“Look! It’s Bradley Wiggins!”
We’d just come back from the beach, and I’d been about to jump into the shower, intent on washing off the residue of sand, sun cream and saltwater I’d accumulated during the afternoon. But my friend’s shout from the living room drew my attention. I hurried back to the TV just in time to watch Wiggo, in his familiar Team Sky jersey, cycling through the streets of Krakow to win the final stage of the Tour of Poland.
Well, I thought, as I finally headed off for my shower. At least I can say I’ve got one thing in common with Bradley Wiggins.
We’ve both been cycling in Poland.
Unlike Wiggo, I hadn’t gone to Poland with the intention of getting on a bike. I was there for a week’s holiday, in Gdansk to be precise, with my Polish friend Magda. We’d rented an apartment in the suburbs of the city, about a 15-minute walk from the Baltic Sea. With cities to explore, castles to visit and beaches to lie on, cycling had been the furthest thing from my mind. But then my cycling antennae had picked up on a cycle path along the coast; on our daily walks to the beach I’d seen lots of people whizzing past on their bikes, and I was itching to join them.
The plan had been that Magda and would rent bikes for an afternoon, and do a loop along the coast and then back through a nearby park. But then Magda changed her mind, the bike hire shop was further away than we’d anticipated and before I knew it an afternoon had turned into an hour.
An hour on a bike is hardly a long time – unless you’re Bradley Wiggins, that is – but I still managed to pootle a few miles on my sunshine yellow rented steed. The path I was following was of the kind I’ve encountered so rarely in the UK – one that actually goes somewhere useful and is entirely free from motorised traffic. Starting from the suburbs of Gdansk, I headed along the coast to the holiday town of Sopot (home to Europe’s longest wooden pier) through parks and pine forests, and past countless cafes, restaurants, ice cream shops, a campsite and even a windsurfing centre.

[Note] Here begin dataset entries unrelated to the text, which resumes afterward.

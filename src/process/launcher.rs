use std::ffi::{CStr, CString};
use std::io::{self, Write};

use nix::errno::Errno;
use nix::sys::wait::{waitpid, WaitStatus};
use nix::unistd::{execvp, fork, ForkResult, Pid};
use tracing::{debug, warn};

use super::signal::SignalPolicy;
use super::{ExitStatus, ProcessError};
use crate::config::Config;
use crate::core::state::ShellState;
use crate::parser::ParsedCommand;

/// What the parent observed after a successful fork.
#[derive(Debug, Clone, Copy, PartialEq, Eq)]
pub enum Launched {
    Foreground(ExitStatus),
    Background(Pid),
}

/// Forks and execs external programs.
#[derive(Debug, Clone)]
pub struct Launcher {
    null_device: CString,
    output_mode: u32,
}

impl Launcher {
    pub fn new(config: &Config) -> Result<Self, ProcessError> {
        Ok(Self {
            null_device: to_cstring(&config.null_device)?,
            output_mode: config.output_mode,
        })
    }

    pub fn launch(
        &self,
        command: &ParsedCommand,
        state: &mut ShellState,
    ) -> Result<Launched, ProcessError> {
        let plan = self.prepare(command)?;
        // Anything still buffered would otherwise be written twice.
        let _ = io::stdout().flush();

        // SAFETY: the interpreter is single-threaded, and the child only
        // performs sigaction/open/dup2/exec before leaving via exec or _exit.
        match unsafe { fork() } {
            Err(e) => {
                warn!(program = command.program(), error = %e, "fork failed");
                Err(ProcessError::Fork(e))
            }
            Ok(ForkResult::Child) => plan.exec(),
            Ok(ForkResult::Parent { child }) => {
                debug!(pid = %child, program = command.program(), foreground = command.foreground, "forked child");
                if command.foreground {
                    let status = wait_foreground(child)?;
                    state.set_last_status(status);
                    if let ExitStatus::Signaled(_) = status {
                        println!("{}", status);
                    }
                    Ok(Launched::Foreground(status))
                } else {
                    state.jobs_mut().register(child);
                    println!("background pid is {}", child);
                    Ok(Launched::Background(child))
                }
            }
        }
    }

    fn prepare(&self, command: &ParsedCommand) -> Result<ChildPlan, ProcessError> {
        if command.args.is_empty() {
            return Err(ProcessError::EmptyCommand);
        }
        let argv = command
            .args
            .iter()
            .map(String::as_str)
            .map(to_cstring)
            .collect::<Result<Vec<_>, _>>()?;
        let mut input = command.input.as_deref().map(to_cstring).transpose()?;
        let mut output = command.output.as_deref().map(to_cstring).transpose()?;

        if !command.foreground {
            input.get_or_insert_with(|| self.null_device.clone());
            output.get_or_insert_with(|| self.null_device.clone());
        }

        Ok(ChildPlan {
            argv,
            input,
            output,
            foreground: command.foreground,
            output_mode: self.output_mode,
        })
    }
}

/// Everything the child needs, converted before `fork`.
#[derive(Debug)]
struct ChildPlan {
    argv: Vec<CString>,
    input: Option<CString>,
    output: Option<CString>,
    foreground: bool,
    output_mode: u32,
}

impl ChildPlan {
    fn exec(self) -> ! {
        if let Err(e) = SignalPolicy::apply_child(self.foreground) {
            eprintln!("smallsh: cannot reset signal dispositions: {}", e);
            exit_child(1);
        }

        if let Some(path) = &self.input {
            if let Err(e) = redirect(path, libc::O_RDONLY, 0, libc::STDIN_FILENO) {
                eprintln!("smallsh: cannot open {} for input: {}", path.to_string_lossy(), e);
                exit_child(1);
            }
        }

        if let Some(path) = &self.output {
            let flags = libc::O_WRONLY | libc::O_CREAT | libc::O_TRUNC;
            if let Err(e) = redirect(path, flags, self.output_mode, libc::STDOUT_FILENO) {
                eprintln!("smallsh: cannot open {} for output: {}", path.to_string_lossy(), e);
                exit_child(1);
            }
        }

        let err = match execvp(&self.argv[0], &self.argv) {
            Ok(never) => match never {},
            Err(e) => e,
        };
        eprintln!("smallsh: {}: {}", self.argv[0].to_string_lossy(), err);
        exit_child(1)
    }
}

fn redirect(path: &CStr, flags: libc::c_int, mode: u32, target: libc::c_int) -> io::Result<()> {
    // SAFETY: path is NUL-terminated and outlives the call.
    let fd = unsafe { libc::open(path.as_ptr(), flags, mode as libc::c_uint) };
    if fd < 0 {
        return Err(io::Error::last_os_error());
    }
    if fd == target {
        return Ok(());
    }

    // SAFETY: both descriptors are valid; fd is ours to close afterwards.
    let result = if unsafe { libc::dup2(fd, target) } < 0 {
        Err(io::Error::last_os_error())
    } else {
        Ok(())
    };
    unsafe { libc::close(fd) };
    result
}

fn exit_child(code: i32) -> ! {
    // SAFETY: skips atexit handlers and stdio buffers inherited from the shell.
    unsafe { libc::_exit(code) }
}

fn wait_foreground(pid: Pid) -> Result<ExitStatus, ProcessError> {
    loop {
        match waitpid(pid, None) {
            Ok(WaitStatus::Exited(_, code)) => return Ok(ExitStatus::Exited(code)),
            Ok(WaitStatus::Signaled(_, signal, _)) => {
                return Ok(ExitStatus::Signaled(signal as i32))
            }
            Ok(other) => debug!(?other, "ignoring non-terminal wait status"),
            Err(Errno::EINTR) => continue,
            Err(e) => {
                warn!(%pid, error = %e, "waiting for foreground child failed");
                return Err(ProcessError::Wait(e));
            }
        }
    }
}

fn to_cstring(value: &str) -> Result<CString, ProcessError> {
    CString::new(value).map_err(|_| ProcessError::InvalidArgument(value.to_string()))
}
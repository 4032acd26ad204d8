use std::borrow::Cow;

/// Replaces `$$` with the shell's process id.
#[derive(Debug, Clone)]
pub struct VariableExpander {
    pid: String,
}

impl VariableExpander {
    pub fn new(pid: impl Into<String>) -> Self {
        Self { pid: pid.into() }
    }

    pub fn pid(&self) -> &str {
        &self.pid
    }

    /// Pairs are matched left to right without overlap, so `$$$` keeps its
    /// trailing `$`.
    pub fn expand<'a>(&self, token: &'a str) -> Cow<'a, str> {
        if token.contains("$$") {
            Cow::Owned(token.replace("$$", &self.pid))
        } else {
            Cow::Borrowed(token)
        }
    }
}
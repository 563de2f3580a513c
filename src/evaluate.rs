//! # evaluate.rs
//!
//! Stack machine evaluating a postfix [`Expression`] at a point `z`.

use num_complex::Complex;

use crate::error::EvaluationError;
use crate::expression::Expression;
use crate::token::Token;

/// Pops one operand for the token at `position`.
fn pop(stack: &mut Vec<Complex<f64>>, position: usize) -> Result<Complex<f64>, EvaluationError> {
    stack.pop().ok_or(EvaluationError::StackUnderflow { position })
}

/// Evaluates a postfix expression with the variable bound to `z`.
///
/// Constants push their value and the variable pushes `z`. A function pops
/// one operand, a binary operator pops the right operand and then the left
/// one. Exactly one value must remain at the end.
///
/// # Errors
///
/// - [`EvaluationError::NotPostfix`] if the expression is flagged infix.
/// - [`EvaluationError::StackUnderflow`] if a token lacks operands.
/// - [`EvaluationError::LeftoverValues`] if zero or several values remain.
/// - [`EvaluationError::UnexpectedBracket`] if the sequence holds a bracket.
///
/// A `deriv` marker evaluates as the identity. Expand markers with
/// [`crate::expand_derivatives`] first to evaluate the derivative instead.
///
/// # Example
///
/// ```
/// use num_complex::Complex;
/// use zexpr::{evaluate, parse_infix, to_postfix};
///
/// let rpn = to_postfix(&parse_infix("3+4*2").unwrap()).unwrap();
/// assert_eq!(evaluate(&rpn, Complex::new(0.0, 0.0)).unwrap(), Complex::new(11.0, 0.0));
/// ```
pub fn evaluate(expr: &Expression, z: Complex<f64>) -> Result<Complex<f64>, EvaluationError> {
    if !expr.is_postfix() {
        return Err(EvaluationError::NotPostfix);
    }

    let mut stack: Vec<Complex<f64>> = Vec::new();
    for (position, token) in expr.iter().enumerate() {
        match token {
            Token::Constant(val) => stack.push(*val),
            Token::Variable => stack.push(z),
            Token::Function(func) => {
                let x = pop(&mut stack, position)?;
                stack.push(func.apply(x));
            },
            Token::BinaryOperator(oper) => {
                let r = pop(&mut stack, position)?;
                let l = pop(&mut stack, position)?;
                stack.push(oper.apply(l, r));
            },
            Token::Bracket(_) => return Err(EvaluationError::UnexpectedBracket { position }),
        }
    }

    match (stack.pop(), stack.len()) {
        (Some(val), 0) => Ok(val),
        (None, _) => Err(EvaluationError::LeftoverValues { count: 0 }),
        (Some(_), rest) => Err(EvaluationError::LeftoverValues { count: rest + 1 }),
    }
}
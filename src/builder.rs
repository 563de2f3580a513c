//! # builder.rs
//!
//! This module provides the [`Builder`], a one-stop pipeline from formula text
//! to postfix expressions, derivatives and reusable evaluation closures.

use num_complex::Complex;

use crate::derivative::{Differentiator, DEFAULT_MAX_DEPTH};
use crate::error::{Error, EvaluationError};
use crate::evaluate::evaluate;
use crate::expression::Expression;
use crate::lexer;
use crate::rpn;

/// Configures and runs the text → postfix → evaluate/differentiate pipeline.
#[derive(Debug, Clone, PartialEq, Eq)]
pub struct Builder
{
    formula: String,
    max_depth: usize,
}

impl Builder
{
    /// Creates a new `Builder` for the given formula.
    ///
    /// The formula uses `z` as its only variable and `\name` for functions.
    ///
    /// # Examples
    /// ```rust
    /// use zexpr::Builder;
    /// use num_complex::Complex;
    ///
    /// let f = Builder::new(r"\sin(z) + 1").compile()
    ///     .expect(r"Failed to compile '\sin(z) + 1'");
    /// println!("sin(3) + 1 = {}", f(Complex::new(3.0, 0.0)).unwrap());
    /// ```
    pub fn new(formula: &str) -> Self
    {
        Self {
            formula: formula.to_string(),
            max_depth: DEFAULT_MAX_DEPTH,
        }
    }

    /// Sets the nesting depth bound used when differentiating.
    ///
    /// # Examples
    /// ```rust
    /// use zexpr::Builder;
    ///
    /// let builder = Builder::new(r"\exp(\sin(z))").with_max_depth(32);
    /// assert_eq!(builder.max_depth(), 32);
    /// ```
    pub fn with_max_depth(mut self, max_depth: usize) -> Self
    {
        self.max_depth = max_depth;
        self
    }

    /// Returns the formula text.
    pub fn formula(&self) -> &str
    {
        &self.formula
    }

    /// Returns the nesting depth bound used when differentiating.
    pub fn max_depth(&self) -> usize
    {
        self.max_depth
    }

    fn differentiator(&self) -> Differentiator
    {
        Differentiator::new().with_max_depth(self.max_depth)
    }

    /// Tokenizes the formula into an infix expression.
    pub fn parse(&self) -> Result<Expression, Error>
    {
        Ok(lexer::tokenize(&self.formula)?)
    }

    /// Tokenizes the formula and converts it to postfix.
    ///
    /// Derivative markers are kept as they are.
    pub fn postfix(&self) -> Result<Expression, Error>
    {
        Ok(rpn::to_postfix(&self.parse()?)?)
    }

    /// Returns the postfix form with every derivative marker expanded,
    /// ready for evaluation.
    pub fn expanded(&self) -> Result<Expression, Error>
    {
        Ok(self.differentiator().expand_derivatives(&self.postfix()?)?)
    }

    /// Returns the symbolic derivative of the formula in postfix form.
    pub fn derivative(&self) -> Result<Expression, Error>
    {
        Ok(self.differentiator().differentiate(&self.postfix()?)?)
    }

    /// Evaluates the formula once at `z`.
    pub fn evaluate(&self, z: Complex<f64>) -> Result<Complex<f64>, Error>
    {
        Ok(evaluate(&self.expanded()?, z)?)
    }

    /// Compiles the formula into a reusable closure.
    ///
    /// Parsing, conversion and marker expansion happen once here; the
    /// closure only runs the postfix stack machine.
    ///
    /// # Example
    /// ```rust
    /// use num_complex::Complex;
    /// use zexpr::Builder;
    ///
    /// let f = Builder::new(r"z^2 + \deriv(z^3)")
    ///     .compile()
    ///     .expect("Failed to compile formula");
    ///
    /// let result = f(Complex::new(2.0, 0.0)).unwrap();
    /// assert!((result.re - 16.0).abs() < 1.0e-9);
    /// ```
    pub fn compile(&self)
        -> Result<impl Fn(Complex<f64>) -> Result<Complex<f64>, EvaluationError> + Send + Sync + 'static, Error>
    {
        let expr = self.expanded()?;
        log::debug!("compiled {:?} into {}", self.formula, expr);
        Ok(move |z: Complex<f64>| evaluate(&expr, z))
    }

    /// Compiles the derivative of the formula into a reusable closure.
    pub fn compile_derivative(&self)
        -> Result<impl Fn(Complex<f64>) -> Result<Complex<f64>, EvaluationError> + Send + Sync + 'static, Error>
    {
        let expr = self.derivative()?;
        log::debug!("compiled derivative of {:?} into {}", self.formula, expr);
        Ok(move |z: Complex<f64>| evaluate(&expr, z))
    }
}
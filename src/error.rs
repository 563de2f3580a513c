//! # error.rs
//!
//! Error types for every stage of the pipeline.
//!
//! - `ParseError`: the tokenizer could not turn the input text into tokens.
//! - `SyntaxError`: the infix-to-postfix conversion found mismatched brackets.
//! - `EvaluationError`: a postfix sequence could not be evaluated.
//! - `DifferentiationError`: a postfix sequence could not be differentiated.
//!
//! `Error` wraps all of them and is what [`crate::Builder`] returns.

use thiserror::Error;

/// Errors raised while tokenizing the input text.
///
/// Every position is a byte offset into the original input.
#[derive(Error, Debug, Clone, PartialEq)]
pub enum ParseError {
    /// A `\name` keyword was never followed by a terminating character.
    #[error("unterminated keyword starting at {position}")]
    UnterminatedKeyword { position: usize },
    /// A numeric literal has more than one decimal point or no digits at all.
    #[error("malformed number `{text}` at {position}")]
    MalformedNumber { text: String, position: usize },
    /// A `[re,im]` literal is missing its `,` or its closing `]`.
    #[error("unterminated complex literal starting at {position}")]
    UnterminatedComplexLiteral { position: usize },
    /// A keyword or single character does not name any known operation.
    #[error("unknown operation `{name}` at {position}")]
    UnknownOperation { name: String, position: usize },
}

/// Errors raised while converting infix to postfix.
#[derive(Error, Debug, Clone, Copy, PartialEq, Eq)]
pub enum SyntaxError {
    #[error("mismatched brackets in infix expression")]
    MismatchedBrackets,
}

/// Errors raised while evaluating a postfix expression.
#[derive(Error, Debug, Clone, Copy, PartialEq, Eq)]
pub enum EvaluationError {
    /// The expression is still in infix form.
    #[error("only postfix expressions can be evaluated")]
    NotPostfix,
    /// An operator found fewer operands on the stack than it consumes.
    #[error("stack underflow at token {position}")]
    StackUnderflow { position: usize },
    /// The stack did not hold exactly one value after the last token.
    #[error("expected exactly one value after evaluation, found {count}")]
    LeftoverValues { count: usize },
    /// A bracket survived into a postfix sequence.
    #[error("unexpected bracket at token {position}")]
    UnexpectedBracket { position: usize },
}

/// Errors raised while differentiating a postfix expression.
#[derive(Error, Debug, Clone, PartialEq, Eq)]
pub enum DifferentiationError {
    /// The expression is still in infix form.
    #[error("only postfix expressions can be differentiated")]
    NotPostfix,
    /// The sequence violates the postfix arity invariant.
    #[error("malformed postfix expression at token {position}")]
    Malformed { position: usize },
    /// The function has no entry in the derivative table.
    #[error("derivative not found for `{0}`")]
    DerivativeNotFound(&'static str),
    /// A token that cannot head a subexpression was found at a boundary.
    #[error("unrecognized token at {position}")]
    UnrecognizedToken { position: usize },
    /// Nesting went deeper than the configured limit.
    #[error("expression nesting exceeds the depth limit of {limit}")]
    DepthLimitExceeded { limit: usize },
}

/// Any error the full pipeline can produce.
#[derive(Error, Debug, Clone, PartialEq)]
pub enum Error {
    #[error("failed to parse expression: {0}")]
    Parse(#[from] ParseError),
    #[error("failed to convert expression to postfix: {0}")]
    Syntax(#[from] SyntaxError),
    #[error("failed to evaluate expression: {0}")]
    Evaluation(#[from] EvaluationError),
    #[error("failed to differentiate expression: {0}")]
    Differentiation(#[from] DifferentiationError),
}

#[cfg(test)]
mod error_tests {
    use super::*;

    #[test]
    fn test_messages() {
        let err = ParseError::UnknownOperation { name: "sin".into(), position: 3 };
        assert_eq!(err.to_string(), "unknown operation `sin` at 3");

        let err = DifferentiationError::DerivativeNotFound("conj");
        assert_eq!(err.to_string(), "derivative not found for `conj`");
    }

    #[test]
    fn test_from_conversions() {
        let err: Error = SyntaxError::MismatchedBrackets.into();
        assert_eq!(err, Error::Syntax(SyntaxError::MismatchedBrackets));
        assert_eq!(
            err.to_string(),
            "failed to convert expression to postfix: mismatched brackets in infix expression"
        );

        let err: Error = EvaluationError::LeftoverValues { count: 2 }.into();
        assert!(matches!(err, Error::Evaluation(EvaluationError::LeftoverValues { count: 2 })));
    }
}
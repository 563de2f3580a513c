//! # lexer.rs
//!
//! This module turns an input string into an infix [`Expression`].
//!
//! Whitespace is ignored everywhere. The recognized lexemes are, in priority
//! order:
//! - `\name` keywords naming a known operation, terminated by the next
//!   operator, bracket or escape character,
//! - a `-` at the start of the input or right after an opening bracket, which
//!   is negation rather than subtraction,
//! - numeric literals with at most one decimal point and an optional `i`
//!   suffix making them imaginary,
//! - `[re,im]` complex literals,
//! - the constants `i`, `e` and `pi`,
//! - the variable `z`,
//! - single-character operators and brackets.

use num_complex::Complex;

use crate::error::ParseError;
use crate::expression::Expression;
use crate::token::{lookup, FunctionKind, Token};

/// Char introducing a keyword such as `\sin`.
pub const ESCAPE: char = '\\';

/// Char representing the imaginary unit, alone or as a number suffix.
pub const IMAGINARY_UNIT: char = 'i';

/// Char representing the variable.
pub const VARIABLE: char = 'z';

/// Char representing Euler's number.
pub const EULER: char = 'e';

/// Chars that end a keyword.
const KEYWORD_TERMINATORS: [char; 9] = [ESCAPE, '-', '+', '*', '/', '^', '{', '(', '['];

/// Non-whitespace chars of the input with their byte offsets.
type Chars = [(usize, char)];

/// Parses a `\name` keyword starting at `start`.
///
/// Returns the token and the index just past the keyword name.
fn parse_keyword(chars: &Chars, start: usize) -> Result<(Token, usize), ParseError> {
    let position = chars[start].0;
    let end = chars[start + 1..]
        .iter()
        .position(|(_, ch)| KEYWORD_TERMINATORS.contains(ch))
        .map(|offset| start + 1 + offset)
        .ok_or(ParseError::UnterminatedKeyword { position })?;

    let name: String = chars[start + 1..end].iter().map(|(_, ch)| ch).collect();
    let operation = lookup(&name).ok_or(ParseError::UnknownOperation { name, position })?;
    Ok((operation.token(), end))
}

/// Parses a numeric literal starting at `start`.
///
/// A literal is a maximal run of digits and decimal points, optionally
/// followed by the imaginary unit.
fn parse_number(chars: &Chars, start: usize) -> Result<(Token, usize), ParseError> {
    let position = chars[start].0;
    let mut end = start;
    let mut seen_point = false;
    let mut malformed = false;

    while let Some(&(_, ch)) = chars.get(end) {
        match ch {
            '0'..='9' => {},
            '.' if seen_point => malformed = true,
            '.' => seen_point = true,
            _ => break,
        }
        end += 1;
    }

    let text: String = chars[start..end].iter().map(|(_, ch)| ch).collect();
    let value = match text.parse::<f64>() {
        Ok(value) if !malformed => value,
        _ => return Err(ParseError::MalformedNumber { text, position }),
    };

    if let Some(&(_, IMAGINARY_UNIT)) = chars.get(end) {
        return Ok((Token::Constant(Complex::new(0.0, value)), end + 1));
    }
    Ok((Token::real(value), end))
}

/// Parses one part of a `[re,im]` literal.
fn parse_part(chars: &Chars, range: std::ops::Range<usize>, fallback: usize) -> Result<f64, ParseError> {
    let position = chars.get(range.start).map_or(fallback, |(idx, _)| *idx);
    let text: String = chars[range].iter().map(|(_, ch)| ch).collect();
    text.parse::<f64>()
        .map_err(|_| ParseError::MalformedNumber { text, position })
}

/// Parses a `[re,im]` complex literal starting at `start`.
fn parse_complex(chars: &Chars, start: usize) -> Result<(Token, usize), ParseError> {
    let position = chars[start].0;
    let find = |from: usize, target: char| {
        chars[from..]
            .iter()
            .position(|(_, ch)| *ch == target)
            .map(|offset| from + offset)
            .ok_or(ParseError::UnterminatedComplexLiteral { position })
    };

    let comma = find(start + 1, ',')?;
    let close = find(comma + 1, ']')?;

    let re = parse_part(chars, start + 1..comma, position)?;
    let im = parse_part(chars, comma + 1..close, position)?;
    Ok((Token::Constant(Complex::new(re, im)), close + 1))
}

/// Returns true if a `-` at `idx` negates the following operand.
fn is_negation(chars: &Chars, idx: usize) -> bool {
    match idx.checked_sub(1).and_then(|prev| chars.get(prev)) {
        None => true,
        Some((_, prev)) => matches!(prev, '(' | '{'),
    }
}

/// Splits the input string into tokens.
///
/// # Errors
///
/// Returns a [`ParseError`] if a keyword is unterminated, a number is
/// malformed, or a name does not match any known operation.
pub fn tokenize(input: &str) -> Result<Expression, ParseError> {
    let chars: Vec<(usize, char)> = input
        .char_indices()
        .filter(|(_, ch)| !ch.is_whitespace())
        .collect();

    let mut tokens = Vec::new();
    let mut idx = 0;
    while let Some(&(position, ch)) = chars.get(idx) {
        let (token, next) = match ch {
            ESCAPE => parse_keyword(&chars, idx)?,
            '-' if is_negation(&chars, idx) => (Token::Function(FunctionKind::Neg), idx + 1),
            '0'..='9' | '.' => parse_number(&chars, idx)?,
            '[' => parse_complex(&chars, idx)?,
            IMAGINARY_UNIT => (Token::Constant(Complex::I), idx + 1),
            EULER => (Token::real(std::f64::consts::E), idx + 1),
            'p' if matches!(chars.get(idx + 1), Some((_, IMAGINARY_UNIT))) => {
                (Token::real(std::f64::consts::PI), idx + 2)
            },
            VARIABLE => (Token::Variable, idx + 1),
            _ => {
                let name = ch.to_string();
                let operation = lookup(&name).ok_or(ParseError::UnknownOperation { name, position })?;
                (operation.token(), idx + 1)
            },
        };
        tokens.push(token);
        idx = next;
    }

    let expr = Expression::from_infix(tokens);
    log::trace!("tokenized {:?} into {}", input, expr);
    Ok(expr)
}

#[cfg(test)]
mod tests {
    use super::*;
    use crate::token::{BinaryOperatorKind, Bracket};

    fn lex_text(input: &str) -> String {
        tokenize(input).unwrap().to_string()
    }

    #[test]
    fn test_empty_and_whitespace() {
        assert!(tokenize("").unwrap().is_empty());
        assert!(tokenize("   \t\n  ").unwrap().is_empty());
        assert!(!tokenize("z").unwrap().is_postfix());
    }

    #[test]
    fn test_arithmetic() {
        assert_eq!(lex_text("3+4*2"), "[3 + 4 * 2]");
        assert_eq!(lex_text("(3 + 4) * 2"), "[( 3 + 4 ) * 2]");
        assert_eq!(lex_text("{z^2}/z"), "[( z ^ 2 ) / z]");
    }

    #[test]
    fn test_keywords() {
        assert_eq!(lex_text(r"\sin(z)"), "[sin ( z )]");
        assert_eq!(lex_text(r"\exp{\log(z)}"), "[exp ( log ( z ) )]");
        assert_eq!(lex_text(r"\ a c o s (z)"), "[acos ( z )]");
        assert_eq!(lex_text(r"\deriv(z^2)"), "[deriv ( z ^ 2 )]");
    }

    #[test]
    fn test_each_keyword_maps_to_its_own_function() {
        for name in FunctionKind::names() {
            let expr = tokenize(&format!("\\{}(z)", name)).unwrap();
            match expr.first() {
                Some(Token::Function(kind)) => assert_eq!(kind.name(), name),
                other => panic!("{} lexed to {:?}", name, other),
            }
        }
    }

    #[test]
    fn test_negation() {
        let expr = tokenize("-z").unwrap();
        assert_eq!(expr[0], Token::Function(FunctionKind::Neg));

        let expr = tokenize("( -3)").unwrap();
        assert_eq!(expr[1], Token::Function(FunctionKind::Neg));

        let expr = tokenize("{-z}").unwrap();
        assert_eq!(expr[1], Token::Function(FunctionKind::Neg));

        let expr = tokenize("z-3").unwrap();
        assert_eq!(expr[1], Token::BinaryOperator(BinaryOperatorKind::Sub));

        let expr = tokenize("z*(2)-3").unwrap();
        assert_eq!(expr[5], Token::BinaryOperator(BinaryOperatorKind::Sub));
    }

    #[test]
    fn test_numbers() {
        let expr = tokenize("3.25").unwrap();
        assert_eq!(expr[0], Token::real(3.25));

        let expr = tokenize(".5 + 5.").unwrap();
        assert_eq!(
            expr.tokens(),
            &[Token::real(0.5), Token::BinaryOperator(BinaryOperatorKind::Add), Token::real(5.0)]
        );

        // whitespace is dropped before scanning, leaving ".55."
        assert!(matches!(tokenize(".5 5."), Err(ParseError::MalformedNumber { .. })));

        let expr = tokenize("2.5i").unwrap();
        assert_eq!(expr[0], Token::Constant(Complex::new(0.0, 2.5)));
    }

    #[test]
    fn test_complex_literal() {
        let expr = tokenize("[1.5, -2]").unwrap();
        assert_eq!(expr.tokens(), &[Token::Constant(Complex::new(1.5, -2.0))]);

        let expr = tokenize("z*[0,1]").unwrap();
        assert_eq!(expr[2], Token::Constant(Complex::I));
    }

    #[test]
    fn test_constants_and_variable() {
        let expr = tokenize("i e pi z").unwrap();
        assert_eq!(
            expr.tokens(),
            &[
                Token::Constant(Complex::I),
                Token::real(std::f64::consts::E),
                Token::real(std::f64::consts::PI),
                Token::Variable,
            ]
        );
    }

    #[test]
    fn test_brackets() {
        let expr = tokenize("(){}").unwrap();
        assert_eq!(
            expr.tokens(),
            &[
                Token::Bracket(Bracket::Open),
                Token::Bracket(Bracket::Close),
                Token::Bracket(Bracket::Open),
                Token::Bracket(Bracket::Close),
            ]
        );
    }

    #[test]
    fn test_malformed_number() {
        assert_eq!(
            tokenize("1.2.3"),
            Err(ParseError::MalformedNumber { text: "1.2.3".into(), position: 0 })
        );
        assert_eq!(
            tokenize("z + ."),
            Err(ParseError::MalformedNumber { text: ".".into(), position: 4 })
        );
        assert_eq!(
            tokenize("[a,2]"),
            Err(ParseError::MalformedNumber { text: "a".into(), position: 1 })
        );
    }

    #[test]
    fn test_unterminated() {
        assert_eq!(tokenize(r"\sin"), Err(ParseError::UnterminatedKeyword { position: 0 }));
        assert_eq!(tokenize(r"z*\cos z"), Err(ParseError::UnterminatedKeyword { position: 2 }));
        assert_eq!(tokenize("[1,2"), Err(ParseError::UnterminatedComplexLiteral { position: 0 }));
        assert_eq!(tokenize("[1 2]"), Err(ParseError::UnterminatedComplexLiteral { position: 0 }));
    }

    #[test]
    fn test_unknown_operation() {
        assert_eq!(
            tokenize("sin(z)"),
            Err(ParseError::UnknownOperation { name: "s".into(), position: 0 })
        );
        assert_eq!(
            tokenize(r"\sinc(z)"),
            Err(ParseError::UnknownOperation { name: "sinc".into(), position: 0 })
        );
        assert_eq!(
            tokenize("  z @ 2"),
            Err(ParseError::UnknownOperation { name: "@".into(), position: 4 })
        );
    }
}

This area is a hugely popular holiday destination in Poland so, while there weren’t any cars to deal with, there were a lot of people around – joggers, rollerbladers, pedestrians, the odd pedal karter and, of course, plenty of other people on bikes. Of the latter, I saw a mix of families out with children, older and younger people, men and women, all riding bikes of various shapes, sizes, colours and ages.
Though this coastal path was the only one I used, it was far from the only cycle path in the city. In fact, there seemed to be a whole network of segregated cycle paths across the city. Every path I saw was on the pavement, rather than on the road, often with the pedestrian footpath between the cycle path and the road. And where there weren’t any cycle paths, cyclists simply rode on the pavement – according to Magda, that’s legal in Poland.
I was starting to think I’d unearthed some kind of hidden cycling utopia. I mean, there’s even a Gdansk Cycle Chic. If things are this good for cyclists in Poland, how come I’d never heard about it before?
It turns out that things really aren’t that good in Poland. It’s actually one of the most dangerous countries in Europe for cycling. Though cyclists only make up between one and two per cent of road users in Poland, alarmingly they represent almost 10 per cent of deaths on the roads.
A little bit of research revealed that what I’d seen in Gdansk was very much a one-off in Poland. Most of the cycling infrastructure was developed through a unique partnership between grassroots cycling organisations and the local government in Gdansk, and part-funded by the European Union. According to this report, by Cities for Bicycles:
“This is the first and so far only case in Poland that the grass–root community developed project of this size, got the municipality involved, succeeded in fundraising and co–operated on implementation with the Ministry of Environment and other project partners. The Gdansk project is the first complex cycling activity of local government in Poland that is user–oriented and quality–oriented.”
I have no idea whether the project has achieved its aim of increasing bike use in Gdansk. I do know that they’ve built some pretty impressive cycling infrastructure. I’d certainly use it if I lived there.
It just leaves me with one question: if Gdansk can build something this good, why can’t we?